* **ACTIVITY**
Going through the data below, find how many lines include the word "clone", and reply with that number alone.

Extracted data entries:

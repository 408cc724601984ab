//! Backend record adapter.
//!
//! The backend exposes spreadsheet-style German column names. This module maps
//! them onto [`Point`], [`PointDetail`] and [`PointSummary`]; nothing outside
//! this file knows the backend's field names.
//!
//! Every response is wrapped as `{ "data": ... }`.

use serde::Deserialize;
use serde_json::Value;

use crate::error::GatewayError;
use crate::model::{ContentItem, LatLng, OpeningHours, Point, PointDetail, PointSummary};

#[cfg(test)]
#[path = "wire_test.rs"]
mod wire_test;

/// Backend value of the opening-hours column meaning "always open".
pub const ALWAYS_OPEN: &str = "immer";

/// Separator between label and description in a contents entry.
const CONTENTS_SEPARATOR: &str = "||";

/// Contents entries this short (in characters) or shorter are placeholders.
const MIN_CONTENTS_ENTRY_CHARS: usize = 4;

#[derive(Deserialize)]
struct Envelope<T> {
    data: T,
}

/// One row of the list and search endpoints.
#[derive(Deserialize)]
struct PointRow {
    #[serde(rename = "Bezeichnung / ID")]
    id: Value,
    #[serde(rename = "Name", default)]
    name: Option<String>,
    #[serde(rename = "Adresse", default)]
    address: Option<String>,
    #[serde(rename = "Beschreibung", default)]
    description: Option<String>,
    #[serde(rename = "Latitude", default)]
    latitude: Option<Value>,
    #[serde(rename = "Longitude", default)]
    longitude: Option<Value>,
    #[serde(rename = "Kategorie", default)]
    category: Option<String>,
}

#[derive(Deserialize)]
struct DetailRecord {
    #[serde(rename = "Allgemeine Infos", default)]
    general: GeneralInfo,
    #[serde(rename = "Weitere Infos", default)]
    further: FurtherInfo,
    #[serde(rename = "Vorschaubild", default)]
    preview: Vec<String>,
    #[serde(rename = "Weitere Fotos", default)]
    photos: Option<Vec<String>>,
    #[serde(rename = "Aktuelles Sortiment", default)]
    assortment: Option<Value>,
}

#[derive(Default, Deserialize)]
struct GeneralInfo {
    #[serde(rename = "Name", default)]
    name: Option<String>,
    #[serde(rename = "Adresse", default)]
    address: Option<String>,
    #[serde(rename = "Kategorie", default)]
    category: Option<String>,
}

#[derive(Default, Deserialize)]
struct FurtherInfo {
    #[serde(rename = "Beschreibung", default)]
    description: Option<String>,
    #[serde(rename = "Latitude", default)]
    latitude: Option<Value>,
    #[serde(rename = "Longitude", default)]
    longitude: Option<Value>,
    #[serde(rename = "Typ", default)]
    kind: Option<String>,
    #[serde(rename = "Öffnungszeiten", default)]
    opening_hours: Option<String>,
}

/// Decode the list endpoint body.
///
/// # Errors
///
/// Returns [`GatewayError::Malformed`] if the body is not a `{ data: [...] }`
/// envelope of rows with ids.
pub fn decode_point_list(body: &str) -> Result<Vec<Point>, GatewayError> {
    let envelope: Envelope<Vec<PointRow>> = serde_json::from_str(body)?;
    envelope.data.into_iter().map(point_from_row).collect()
}

/// Decode the search endpoint body. Rows have the list shape.
///
/// # Errors
///
/// Returns [`GatewayError::Malformed`] for an unexpected shape.
pub fn decode_search_results(body: &str) -> Result<Vec<PointSummary>, GatewayError> {
    let envelope: Envelope<Vec<PointRow>> = serde_json::from_str(body)?;
    envelope.data.into_iter().map(summary_from_row).collect()
}

/// Decode the detail endpoint body for `id`.
///
/// # Errors
///
/// Returns [`GatewayError::NotFound`] when `data` is `null` and
/// [`GatewayError::Malformed`] for any other unexpected shape.
pub fn decode_point_detail(id: &str, body: &str) -> Result<PointDetail, GatewayError> {
    let envelope: Envelope<Option<DetailRecord>> = serde_json::from_str(body)?;
    let record = envelope.data.ok_or_else(|| GatewayError::NotFound { id: id.to_owned() })?;
    Ok(detail_from_record(id, record))
}

/// Decode the upload confirmation token.
///
/// # Errors
///
/// Returns [`GatewayError::Malformed`] unless `data` is a string.
pub fn decode_upload_token(body: &str) -> Result<String, GatewayError> {
    let envelope: Envelope<String> = serde_json::from_str(body)?;
    Ok(envelope.data)
}

fn point_from_row(row: PointRow) -> Result<Point, GatewayError> {
    let id = scalar_text(&row.id).ok_or_else(|| GatewayError::Malformed(format!("point id {}", row.id)))?;
    Ok(Point {
        display_name: row.name.unwrap_or_else(|| id.clone()),
        coordinates: coordinates(row.latitude.as_ref(), row.longitude.as_ref()),
        categories: split_categories(row.category.as_deref()),
        id,
    })
}

fn summary_from_row(row: PointRow) -> Result<PointSummary, GatewayError> {
    let address = row.address.clone().unwrap_or_default();
    let description = row.description.clone().unwrap_or_default();
    let point = point_from_row(row)?;
    Ok(PointSummary {
        id: point.id,
        display_name: point.display_name,
        address,
        description,
        coordinates: point.coordinates,
        categories: point.categories,
    })
}

fn detail_from_record(id: &str, record: DetailRecord) -> PointDetail {
    let DetailRecord { general, further, preview, photos, assortment } = record;
    PointDetail {
        id: id.to_owned(),
        display_name: general.name.unwrap_or_else(|| id.to_owned()),
        address: general.address.unwrap_or_default(),
        description: further.description.unwrap_or_default(),
        coordinates: coordinates(further.latitude.as_ref(), further.longitude.as_ref()),
        categories: split_categories(general.category.as_deref()),
        kind: further.kind,
        opening_hours: further.opening_hours.map(opening_hours),
        preview_image: preview.into_iter().next(),
        images: photos,
        contents: assortment.as_ref().map(contents),
    }
}

fn opening_hours(raw: String) -> OpeningHours {
    if raw.trim() == ALWAYS_OPEN {
        OpeningHours::Always
    } else {
        OpeningHours::Text(raw)
    }
}

/// Flatten nested arrays of `"label||description"` strings.
fn contents(value: &Value) -> Vec<ContentItem> {
    let mut entries = Vec::new();
    collect_strings(value, &mut entries);
    entries
        .into_iter()
        .filter(|entry| entry.chars().count() > MIN_CONTENTS_ENTRY_CHARS)
        .map(|entry| match entry.split_once(CONTENTS_SEPARATOR) {
            Some((label, description)) => {
                ContentItem { label: label.trim().to_owned(), description: description.trim().to_owned() }
            }
            None => ContentItem { label: entry.trim().to_owned(), description: entry.trim().to_owned() },
        })
        .collect()
}

fn collect_strings<'a>(value: &'a Value, out: &mut Vec<&'a str>) {
    match value {
        Value::String(text) => out.push(text),
        Value::Array(items) => items.iter().for_each(|item| collect_strings(item, out)),
        _ => {}
    }
}

fn split_categories(raw: Option<&str>) -> Vec<String> {
    raw.map(|raw| {
        raw.split(',')
            .map(str::trim)
            .filter(|tag| !tag.is_empty())
            .map(str::to_owned)
            .collect()
    })
    .unwrap_or_default()
}

fn coordinates(lat: Option<&Value>, lng: Option<&Value>) -> Option<LatLng> {
    let at = LatLng::new(number(lat?)?, number(lng?)?);
    at.is_finite().then_some(at)
}

/// Numbers may arrive as JSON numbers or numeric strings, with a decimal comma.
fn number(value: &Value) -> Option<f64> {
    match value {
        Value::Number(n) => n.as_f64(),
        Value::String(s) => s.trim().replace(',', ".").parse().ok(),
        _ => None,
    }
}

fn scalar_text(value: &Value) -> Option<String> {
    match value {
        Value::String(s) if !s.trim().is_empty() => Some(s.trim().to_owned()),
        Value::Number(n) => Some(n.to_string()),
        _ => None,
    }
}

* **TASK RESPONSE**
3